Stromberg presents newly translated and collected essays by Isaac Bashevis Singer on the Yiddish language and the Jewish community.
In this third volume of selected Yiddish essays by Singer, translator/editor Stromberg focuses on the period between 1956 and 1973, when the Polish American author’s stature was growing among the English-speaking public. (He would be awarded the Nobel Prize in Literature in 1978.) Included in this volume are essays on Yiddish literature on the world stage and its uses, as in “The Claim That Yiddish Literature Is Provincial,” as well as Singer’s complex feelings on the Torah, other religious writings, and their interpretations, as in “Torah—Yesterday and Today.” Through it all, Stromberg highlights the division in Singer’s work and his focus on the concept of the Jewish exile as opposed to the Jewish diaspora, an idea that was central to his writing in this period. As translator, Stromberg works within the untranslatable, including those words in Yiddish that have no equivalent in English (or, in some cases, have multiple equivalents), and he does so deftly while keeping Singer’s brash and forceful voice intact.

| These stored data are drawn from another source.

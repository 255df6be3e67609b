//! Regex grammar for `@type-name/action` commands.
//!
//! Each command shape has its own matcher. Matchers are tried in a fixed priority
//! order (see [`TAG_MATCHERS`] and [`GROUP_MATCHERS`]) and the first structural match
//! wins. Keywords are case-sensitive; names are kept as typed, minus surrounding
//! whitespace.
//!
//! Every matcher returns `Result<Option<T>, RenameError>`:
//! - `Ok(Some(cmd))`: the input is this command
//! - `Ok(None)`: the input is not this command (including malformed input)
//! - `Err(RenameError)`: the input is a rename whose new name is invalid

use once_cell::sync::Lazy;
use regex::Regex;
use serde::Serialize;
use thiserror::Error;

use super::validation::{validate_rename_target, TagValidationError};
use super::{GroupAction, GroupCommand, ManagementCommand, TagCommand, TagType};

static EDIT_RE: Lazy<Regex> =
    Lazy::new(|| Regex::new(r"^@(blue|green|grey)-([^/]*)/edit-(.*)$").unwrap());
static DELETE_RE: Lazy<Regex> =
    Lazy::new(|| Regex::new(r"^@(blue|green|grey)-([^/]*)/delete$").unwrap());
static PIN_RE: Lazy<Regex> =
    Lazy::new(|| Regex::new(r"^@(blue|green|grey|orange)-([^/]*)/pin$").unwrap());
static STAR_RE: Lazy<Regex> =
    Lazy::new(|| Regex::new(r"^@(blue|green|grey|orange)-([^/]*)/(?:star|fav)$").unwrap());
static GROUP_RE: Lazy<Regex> =
    Lazy::new(|| Regex::new(r"^@orange-([^/]*)/(create|delete|etots)$").unwrap());
static GROUP_RENAME_RE: Lazy<Regex> =
    Lazy::new(|| Regex::new(r"^@orange-([^/]*)/edit-(.*)$").unwrap());
static SEARCH_TERM_RE: Lazy<Regex> =
    Lazy::new(|| Regex::new(r"^@(blue|green|grey|orange)-([^/]*)$").unwrap());
static TYPE_ONLY_RE: Lazy<Regex> =
    Lazy::new(|| Regex::new(r"^@(blue|green|grey|orange)-?$").unwrap());

pub type Matcher<T> = fn(&str) -> Result<Option<T>, RenameError>;

/// Tag command shapes in priority order.
pub const TAG_MATCHERS: &[Matcher<TagCommand>] =
    &[edit_command, delete_command, pin_command, star_command];

/// Group command shapes in priority order.
pub const GROUP_MATCHERS: &[Matcher<GroupCommand>] = &[
    group_action,
    group_create,
    group_delete,
    group_enter,
    group_rename,
];

/// A rename command whose new name failed validation.
#[derive(Debug, Clone, PartialEq, Eq, Error, Serialize)]
#[error("cannot rename {tag_type} '{old_name}' to '{new_name}': {reason}")]
pub struct RenameError {
    pub tag_type: TagType,
    pub old_name: String,
    pub new_name: String,
    pub reason: TagValidationError,
}

/// A half-typed `@type-partialName`, used to drive tag autocomplete.
#[derive(Debug, Clone, PartialEq, Eq, Serialize)]
pub struct SearchTerm {
    pub tag_type: TagType,
    pub search_term: String,
}

/// Parses any tag or group command. Tag commands take precedence.
pub fn parse_command(input: &str) -> Result<Option<ManagementCommand>, RenameError> {
    if let Some(cmd) = parse_tag_command(input)? {
        tracing::debug!(?cmd, "tag command recognized");
        return Ok(Some(ManagementCommand::Tag(cmd)));
    }
    if let Some(cmd) = parse_group_command(input)? {
        tracing::debug!(?cmd, "group command recognized");
        return Ok(Some(ManagementCommand::Group(cmd)));
    }
    Ok(None)
}

pub fn parse_tag_command(input: &str) -> Result<Option<TagCommand>, RenameError> {
    first_match(TAG_MATCHERS, input)
}

pub fn parse_group_command(input: &str) -> Result<Option<GroupCommand>, RenameError> {
    first_match(GROUP_MATCHERS, input)
}

fn first_match<T>(matchers: &[Matcher<T>], input: &str) -> Result<Option<T>, RenameError> {
    for matcher in matchers {
        if let Some(cmd) = matcher(input)? {
            return Ok(Some(cmd));
        }
    }
    Ok(None)
}

/// `@(blue|green|grey)-<old>/edit-<new>`
pub fn edit_command(input: &str) -> Result<Option<TagCommand>, RenameError> {
    let Some(caps) = EDIT_RE.captures(input.trim()) else {
        return Ok(None);
    };
    let Some(tag_type) = tag_type_of(&caps[1]) else {
        return Ok(None);
    };
    let Some((old_name, new_name)) = rename_pair(tag_type, &caps[2], &caps[3])? else {
        return Ok(None);
    };
    Ok(Some(TagCommand::Edit {
        tag_type,
        old_name,
        new_name,
    }))
}

/// `@(blue|green|grey)-<name>/delete`
pub fn delete_command(input: &str) -> Result<Option<TagCommand>, RenameError> {
    Ok(named(&DELETE_RE, input).map(|(tag_type, tag_name)| TagCommand::Delete {
        tag_type,
        tag_name,
    }))
}

/// `@(blue|green|grey|orange)-<name>/pin`
pub fn pin_command(input: &str) -> Result<Option<TagCommand>, RenameError> {
    Ok(named(&PIN_RE, input).map(|(tag_type, tag_name)| TagCommand::Pin { tag_type, tag_name }))
}

/// `@(blue|green|grey|orange)-<name>/star` or `/fav`
pub fn star_command(input: &str) -> Result<Option<TagCommand>, RenameError> {
    Ok(named(&STAR_RE, input).map(|(tag_type, tag_name)| TagCommand::Star { tag_type, tag_name }))
}

/// Bare `/drop`, `/view`, `/remove` or `/back`.
pub fn group_action(input: &str) -> Result<Option<GroupCommand>, RenameError> {
    let input = input.trim();
    Ok(GroupAction::ALL
        .iter()
        .find(|action| action.keyword() == input)
        .map(|kind| GroupCommand::Action { kind: *kind }))
}

/// `@orange-<name>/create`
pub fn group_create(input: &str) -> Result<Option<GroupCommand>, RenameError> {
    Ok(group_keyword(input, "create").map(|group_name| GroupCommand::Create { group_name }))
}

/// `@orange-<name>/delete`
pub fn group_delete(input: &str) -> Result<Option<GroupCommand>, RenameError> {
    Ok(group_keyword(input, "delete").map(|group_name| GroupCommand::Delete { group_name }))
}

/// `@orange-<name>/etots`
pub fn group_enter(input: &str) -> Result<Option<GroupCommand>, RenameError> {
    Ok(group_keyword(input, "etots").map(|group_name| GroupCommand::Enter { group_name }))
}

/// `@orange-<old>/edit-<new>`
pub fn group_rename(input: &str) -> Result<Option<GroupCommand>, RenameError> {
    let Some(caps) = GROUP_RENAME_RE.captures(input.trim()) else {
        return Ok(None);
    };
    let Some((old_name, new_name)) = rename_pair(TagType::Orange, &caps[1], &caps[2])? else {
        return Ok(None);
    };
    Ok(Some(GroupCommand::Rename { old_name, new_name }))
}

/// Tag types whose name starts with what follows `@`, for autocomplete.
///
/// `"@g"` yields green and grey, `"@"` yields all four. Anything already past the
/// type (a `-`, `/` or whitespace) yields nothing.
pub fn partial_tag_types(input: &str) -> Vec<TagType> {
    let Some(prefix) = input.trim().strip_prefix('@') else {
        return Vec::new();
    };
    if prefix.contains(['-', '/']) || prefix.contains(char::is_whitespace) {
        return Vec::new();
    }
    TagType::ALL
        .iter()
        .filter(|t| t.as_str().starts_with(prefix))
        .copied()
        .collect()
}

/// Splits a half-typed `@type-partialName` (no action yet) into its parts.
/// The search term may be empty right after the hyphen.
pub fn extract_search_term(input: &str) -> Option<SearchTerm> {
    let caps = SEARCH_TERM_RE.captures(input.trim())?;
    Some(SearchTerm {
        tag_type: tag_type_of(&caps[1])?,
        search_term: caps[2].to_string(),
    })
}

/// Recognizes `@type` or `@type-` with nothing typed after it.
pub fn extract_tag_type_only(input: &str) -> Option<TagType> {
    let caps = TYPE_ONLY_RE.captures(input.trim())?;
    tag_type_of(&caps[1])
}

fn tag_type_of(keyword: &str) -> Option<TagType> {
    keyword.parse().ok()
}

fn named(re: &Regex, input: &str) -> Option<(TagType, String)> {
    let caps = re.captures(input.trim())?;
    let tag_type = tag_type_of(&caps[1])?;
    let name = caps[2].trim();
    if name.is_empty() {
        return None;
    }
    Some((tag_type, name.to_string()))
}

fn group_keyword(input: &str, keyword: &str) -> Option<String> {
    let caps = GROUP_RE.captures(input.trim())?;
    if &caps[2] != keyword {
        return None;
    }
    let name = caps[1].trim();
    if name.is_empty() {
        return None;
    }
    Some(name.to_string())
}

/// Trims both names. A blank name on either side is not a rename at all; a
/// non-blank new name with invalid characters is a [`RenameError`].
fn rename_pair(
    tag_type: TagType,
    old: &str,
    new: &str,
) -> Result<Option<(String, String)>, RenameError> {
    let (old, new) = (old.trim(), new.trim());
    if old.is_empty() || new.is_empty() {
        return Ok(None);
    }
    validate_rename_target(new).map_err(|reason| RenameError {
        tag_type,
        old_name: old.to_string(),
        new_name: new.to_string(),
        reason,
    })?;
    Ok(Some((old.to_string(), new.to_string())))
}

For example, Stromberg opted to translate the Yiddish word “gayst” as “spiritual” instead of “mind,” but he also notes that “when the words ‘mind’ or ‘intellect’ or ‘genuine intellects’ appear, their deeper sense points not just to a mental quality but to a spiritual quality as well.” As editor, he provides useful context for each essay, though this context could have been expanded for readers who are not as familiar with Jewish intellectual life, particularly in the United States, during this time period. In “Yiddish and Yiddish Literature,” Singer reflects on the Ashkenazi Yiddish writer Hillel Zeitlin, but extra information about Zeitlin would have been useful to understand how Singer was influenced by him. But this volume is effective at continuing Stromberg’s efforts to both render Singer readable to an English-speaking audience and situate him within and as vanguard of the larger Jewish literary and philosophical community.
A well-crafted anthology of a literary giant’s complicated and assertive thoughts.